TASK REQUIREMENTS:
Below are some lines of data. Return all of them as they are.

DATASET RECORDS:
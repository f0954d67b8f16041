//! Schema reconciliation.
//!
//! Keeps a relation's columns a superset of the fields seen in its
//! collection. Columns are only ever added; the one permitted type change is
//! moving an `id` column to TEXT.

use std::collections::{HashMap, HashSet};
use std::sync::{Arc, Mutex};

use docsync_core::{
    infer_column_type, is_key_column, Column, ColumnType, Document, RelationSchema, Value,
    ID_FIELD, RESERVED_ID_FIELD,
};
use tokio::sync::OwnedMutexGuard;
use tracing::{debug, info, warn};

use super::report::SchemaFailure;
use crate::db::{RelationalSink, SinkError};

/// Per-relation locks serializing DDL.
///
/// Distinct collections can map to the same relation, and collections may be
/// synced concurrently, so every schema change takes the relation's lock.
#[derive(Clone, Default)]
pub struct SchemaLocks {
    locks: Arc<Mutex<HashMap<String, Arc<tokio::sync::Mutex<()>>>>>,
}

impl SchemaLocks {
    pub fn new() -> Self {
        Self::default()
    }

    pub async fn acquire(&self, relation: &str) -> OwnedMutexGuard<()> {
        let lock = {
            let mut locks = self.locks.lock().unwrap_or_else(|e| e.into_inner());
            locks.entry(relation.to_string()).or_default().clone()
        };
        lock.lock_owned().await
    }
}

/// Cached metadata for one relation, valid for one cycle.
///
/// Updated only after a DDL statement succeeds. Fields whose column could
/// not be created are remembered so they are not retried within the cycle.
#[derive(Debug, Clone)]
pub struct SchemaCache {
    schema: RelationSchema,
    unavailable: HashSet<String>,
    added: Vec<String>,
    failures: Vec<SchemaFailure>,
}

impl SchemaCache {
    pub fn new(schema: RelationSchema) -> Self {
        Self {
            schema,
            unavailable: HashSet::new(),
            added: Vec::new(),
            failures: Vec::new(),
        }
    }

    pub fn relation(&self) -> &str {
        self.schema.name()
    }

    pub fn schema(&self) -> &RelationSchema {
        &self.schema
    }

    pub fn is_unavailable(&self, field: &str) -> bool {
        self.unavailable.contains(field)
    }

    /// Columns added during this cycle, in order.
    pub fn added(&self) -> &[String] {
        &self.added
    }

    pub fn failures(&self) -> &[SchemaFailure] {
        &self.failures
    }

    fn fail(&mut self, field: &str, message: String) {
        warn!(
            relation = %self.schema.name(),
            column = %field,
            error = %message,
            "Column unavailable for this cycle"
        );
        self.unavailable.insert(field.to_string());
        self.failures.push(SchemaFailure {
            relation: self.schema.name().to_string(),
            column: field.to_string(),
            message,
        });
    }
}

/// What a call to [`SchemaReconciler::reconcile`] changed.
#[derive(Debug, Default, PartialEq)]
pub struct ReconcileOutcome {
    pub created: bool,
    pub added: Vec<String>,
    pub unavailable: Vec<String>,
}

pub struct SchemaReconciler {
    sink: Arc<dyn RelationalSink>,
    locks: SchemaLocks,
}

impl SchemaReconciler {
    pub fn new(sink: Arc<dyn RelationalSink>, locks: SchemaLocks) -> Self {
        Self { sink, locks }
    }

    /// Reads the relation's current columns from the sink.
    pub async fn load(&self, relation: &str) -> Result<SchemaCache, SinkError> {
        let columns = self.sink.load_columns(relation).await?;
        Ok(SchemaCache::new(RelationSchema::from_catalog(relation, columns)))
    }

    /// Brings the relation up to date with a sample document.
    ///
    /// Creates the relation if needed, then makes sure every field of the
    /// sample has a column. Only a failure to create the relation is an
    /// error; column failures are recorded in `cache` and skipped.
    pub async fn reconcile(
        &self,
        cache: &mut SchemaCache,
        sample: &Document,
    ) -> Result<ReconcileOutcome, SinkError> {
        let mut outcome = ReconcileOutcome {
            created: self.ensure_relation(cache).await?,
            ..Default::default()
        };

        let added_before = cache.added.len();
        for (field, value) in sample.fields() {
            if field == ID_FIELD {
                continue;
            }
            if self.ensure_field(cache, field, value).await.is_none() {
                outcome.unavailable.push(field.to_string());
            }
        }
        outcome.added = cache.added[added_before..].to_vec();

        Ok(outcome)
    }

    /// Creates the relation if the cache says it is absent. Returns true if
    /// this call created it.
    pub async fn ensure_relation(&self, cache: &mut SchemaCache) -> Result<bool, SinkError> {
        if cache.schema.exists() {
            return Ok(false);
        }

        let relation = cache.relation().to_string();
        let _guard = self.locks.acquire(&relation).await;
        self.sink.create_relation(&relation).await?;
        cache.schema.mark_created();
        info!(relation = %relation, "Created relation");
        Ok(true)
    }

    /// Column type backing `field`, adding the column if needed.
    ///
    /// Returns `None` if the field cannot be stored this cycle.
    pub async fn ensure_field(
        &self,
        cache: &mut SchemaCache,
        field: &str,
        value: &Value,
    ) -> Option<ColumnType> {
        if cache.is_unavailable(field) {
            return None;
        }
        if is_key_column(field) {
            cache.fail(field, "field name collides with a key column".to_string());
            return None;
        }

        if let Some(column) = cache.schema.column(field) {
            let column_type = column.column_type;
            if field == RESERVED_ID_FIELD && column_type != ColumnType::Text {
                return self.retype_id(cache, field).await;
            }
            return Some(column_type);
        }

        if let Err(e) = self.ensure_relation(cache).await {
            cache.fail(field, e.to_string());
            return None;
        }

        let relation = cache.relation().to_string();
        let _guard = self.locks.acquire(&relation).await;

        // Another worker may have added it since the cache was loaded.
        match self.sink.load_columns(&relation).await {
            Ok(columns) => {
                let current = RelationSchema::from_catalog(&relation, columns);
                if let Some(existing) = current.column(field) {
                    debug!(relation = %relation, column = %field, "Column added elsewhere");
                    cache.schema.add(existing.clone());
                    drop(_guard);
                    if field == RESERVED_ID_FIELD && existing.column_type != ColumnType::Text {
                        return self.retype_id(cache, field).await;
                    }
                    return Some(existing.column_type);
                }
            }
            Err(e) => {
                cache.fail(field, e.to_string());
                return None;
            }
        }

        let column = Column::new(field, infer_column_type(field, value));
        match self.sink.add_column(&relation, &column).await {
            Ok(()) => {
                info!(
                    relation = %relation,
                    column = %field,
                    column_type = %column.column_type,
                    "Added column"
                );
                let column_type = column.column_type;
                cache.schema.add(column);
                cache.added.push(field.to_string());
                Some(column_type)
            }
            Err(e) => {
                cache.fail(field, e.to_string());
                None
            }
        }
    }

    async fn retype_id(&self, cache: &mut SchemaCache, field: &str) -> Option<ColumnType> {
        let relation = cache.relation().to_string();
        let _guard = self.locks.acquire(&relation).await;

        match self.sink.retype_column_to_text(&relation, field).await {
            Ok(()) => {
                info!(relation = %relation, column = %field, "Retyped column to TEXT");
                cache.schema.retype_to_text(field);
                Some(ColumnType::Text)
            }
            Err(e) => {
                cache.fail(field, e.to_string());
                None
            }
        }
    }
}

OUTPUT OF THE TASK:
repository f0954d67b8f16041
//! Schema reconciliation.
//!
//! Keeps a relation's columns a superset of the fields seen in its
//! collection. Columns are only ever added; the one permitted type change is
//! moving an `id` column to TEXT.

use std::collections::{HashMap, HashSet};
use std::sync::{Arc, Mutex};

use docsync_core::{
    infer_column_type, is_key_column, Column, ColumnType, Document, RelationSchema, Value,
    ID_FIELD, RESERVED_ID_FIELD,
};
use tokio::sync::OwnedMutexGuard;
use tracing::{debug, info, warn};

use super::report::SchemaFailure;
use crate::db::{RelationalSink, SinkError};

/// Per-relation locks serializing DDL.
///
/// Distinct collections can map to the same relation, and collections may be
/// synced concurrently, so every schema change takes the relation's lock.
#[derive(Clone, Default)]
pub struct SchemaLocks {
    locks: Arc<Mutex<HashMap<String, Arc<tokio::sync::Mutex<()>>>>>,
}

impl SchemaLocks {
    pub fn new() -> Self {
        Self::default()
    }

    pub async fn acquire(&self, relation: &str) -> OwnedMutexGuard<()> {
        let lock = {
            let mut locks = self.locks.lock().unwrap_or_else(|e| e.into_inner());
            locks.entry(relation.to_string()).or_default().clone()
        };
        lock.lock_owned().await
    }
}

/// Cached metadata for one relation, valid for one cycle.
///
/// Updated only after a DDL statement succeeds. Fields whose column could
/// not be created are remembered so they are not retried within the cycle.
#[derive(Debug, Clone)]
pub struct SchemaCache {
    schema: RelationSchema,
    unavailable: HashSet<String>,
    added: Vec<String>,
    failures: Vec<SchemaFailure>,
}

impl SchemaCache {
    pub fn new(schema: RelationSchema) -> Self {
        Self {
            schema,
            unavailable: HashSet::new(),
            added: Vec::new(),
            failures: Vec::new(),
        }
    }

    pub fn relation(&self) -> &str {
        self.schema.name()
    }

    pub fn schema(&self) -> &RelationSchema {
        &self.schema
    }

    pub fn is_unavailable(&self, field: &str) -> bool {
        self.unavailable.contains(field)
    }

    /// Columns added during this cycle, in order.
    pub fn added(&self) -> &[String] {
        &self.added
    }

    pub fn failures(&self) -> &[SchemaFailure] {
        &self.failures
    }

    fn fail(&mut self, field: &str, message: String) {
        warn!(
            relation = %self.schema.name(),
            column = %field,
            error = %message,
            "Column unavailable for this cycle"
        );
        self.unavailable.insert(field.to_string());
        self.failures.push(SchemaFailure {
            relation: self.schema.name().to_string(),
            column: field.to_string(),
            message,
        });
    }
}

/// What a call to [`SchemaReconciler::reconcile`] changed.
#[derive(Debug, Default, PartialEq)]
pub struct ReconcileOutcome {
    pub created: bool,
    pub added: Vec<String>,
    pub unavailable: Vec<String>,
}

pub struct SchemaReconciler {
    sink: Arc<dyn RelationalSink>,
    locks: SchemaLocks,
}

impl SchemaReconciler {
    pub fn new(sink: Arc<dyn RelationalSink>, locks: SchemaLocks) -> Self {
        Self { sink, locks }
    }

    /// Reads the relation's current columns from the sink.
    pub async fn load(&self, relation: &str) -> Result<SchemaCache, SinkError> {
        let columns = self.sink.load_columns(relation).await?;
        Ok(SchemaCache::new(RelationSchema::from_catalog(relation, columns)))
    }

    /// Brings the relation up to date with a sample document.
    ///
    /// Creates the relation if needed, then makes sure every field of the
    /// sample has a column. Only a failure to create the relation is an
    /// error; column failures are recorded in `cache` and skipped.
    pub async fn reconcile(
        &self,
        cache: &mut SchemaCache,
        sample: &Document,
    ) -> Result<ReconcileOutcome, SinkError> {
        let mut outcome = ReconcileOutcome {
            created: self.ensure_relation(cache).await?,
            ..Default::default()
        };

        let added_before = cache.added.len();
        for (field, value) in sample.fields() {
            if field == ID_FIELD {
                continue;
            }
            if self.ensure_field(cache, field, value).await.is_none() {
                outcome.unavailable.push(field.to_string());
            }
        }
        outcome.added = cache.added[added_before..].to_vec();

        Ok(outcome)
    }

    /// Creates the relation if the cache says it is absent. Returns true if
    /// this call created it.
    pub async fn ensure_relation(&self, cache: &mut SchemaCache) -> Result<bool, SinkError> {
        if cache.schema.exists() {
            return Ok(false);
        }

        let relation = cache.relation().to_string();
        let _guard = self.locks.acquire(&relation).await;
        self.sink.create_relation(&relation).await?;
        cache.schema.mark_created();
        info!(relation = %relation, "Created relation");
        Ok(true)
    }

    /// Column type backing `field`, adding the column if needed.
    ///
    /// Returns `None` if the field cannot be stored this cycle.
    pub async fn ensure_field(
        &self,
        cache: &mut SchemaCache,
        field: &str,
        value: &Value,
    ) -> Option<ColumnType> {
        if cache.is_unavailable(field) {
            return None;
        }
        if is_key_column(field) {
            cache.fail(field, "field name collides with a key column".to_string());
            return None;
        }

        if let Some(column) = cache.schema.column(field) {
            let column_type = column.column_type;
            if field == RESERVED_ID_FIELD && column_type != ColumnType::Text {
                return self.retype_id(cache, field).await;
            }
            return Some(column_type);
        }

        if let Err(e) = self.ensure_relation(cache).await {
            cache.fail(field, e.to_string());
            return None;
        }

        let relation = cache.relation().to_string();
        let _guard = self.locks.acquire(&relation).await;

        // Another worker may have added it since the cache was loaded.
        match self.sink.load_columns(&relation).await {
            Ok(columns) => {
                let current = RelationSchema::from_catalog(&relation, columns);
                if let Some(existing) = current.column(field) {
                    debug!(relation = %relation, column = %field, "Column added elsewhere");
                    cache.schema.add(existing.clone());
                    drop(_guard);
                    if field == RESERVED_ID_FIELD && existing.column_type != ColumnType::Text {
                        return self.retype_id(cache, field).await;
                    }
                    return Some(existing.column_type);
                }
            }
            Err(e) => {
                cache.fail(field, e.to_string());
                return None;
            }
        }

        let column = Column::new(field, infer_column_type(field, value));
        match self.sink.add_column(&relation, &column).await {
            Ok(()) => {
                info!(
                    relation = %relation,
                    column = %field,
                    column_type = %column.column_type,
                    "Added column"
                );
                let column_type = column.column_type;
                cache.schema.add(column);
                cache.added.push(field.to_string());
                Some(column_type)
            }
            Err(e) => {
                cache.fail(field, e.to_string());
                None
            }
        }
    }

    async fn retype_id(&self, cache: &mut SchemaCache, field: &str) -> Option<ColumnType> {
        let relation = cache.relation().to_string();
        let _guard = self.locks.acquire(&relation).await;

        match self.sink.retype_column_to_text(&relation, field).await {
            Ok(()) => {
                info!(relation = %relation, column = %field, "Retyped column to TEXT");
                cache.schema.retype_to_text(field);
                Some(ColumnType::Text)
            }
            Err(e) => {
                cache.fail(field, e.to_string());
                None
            }
        }
    }
}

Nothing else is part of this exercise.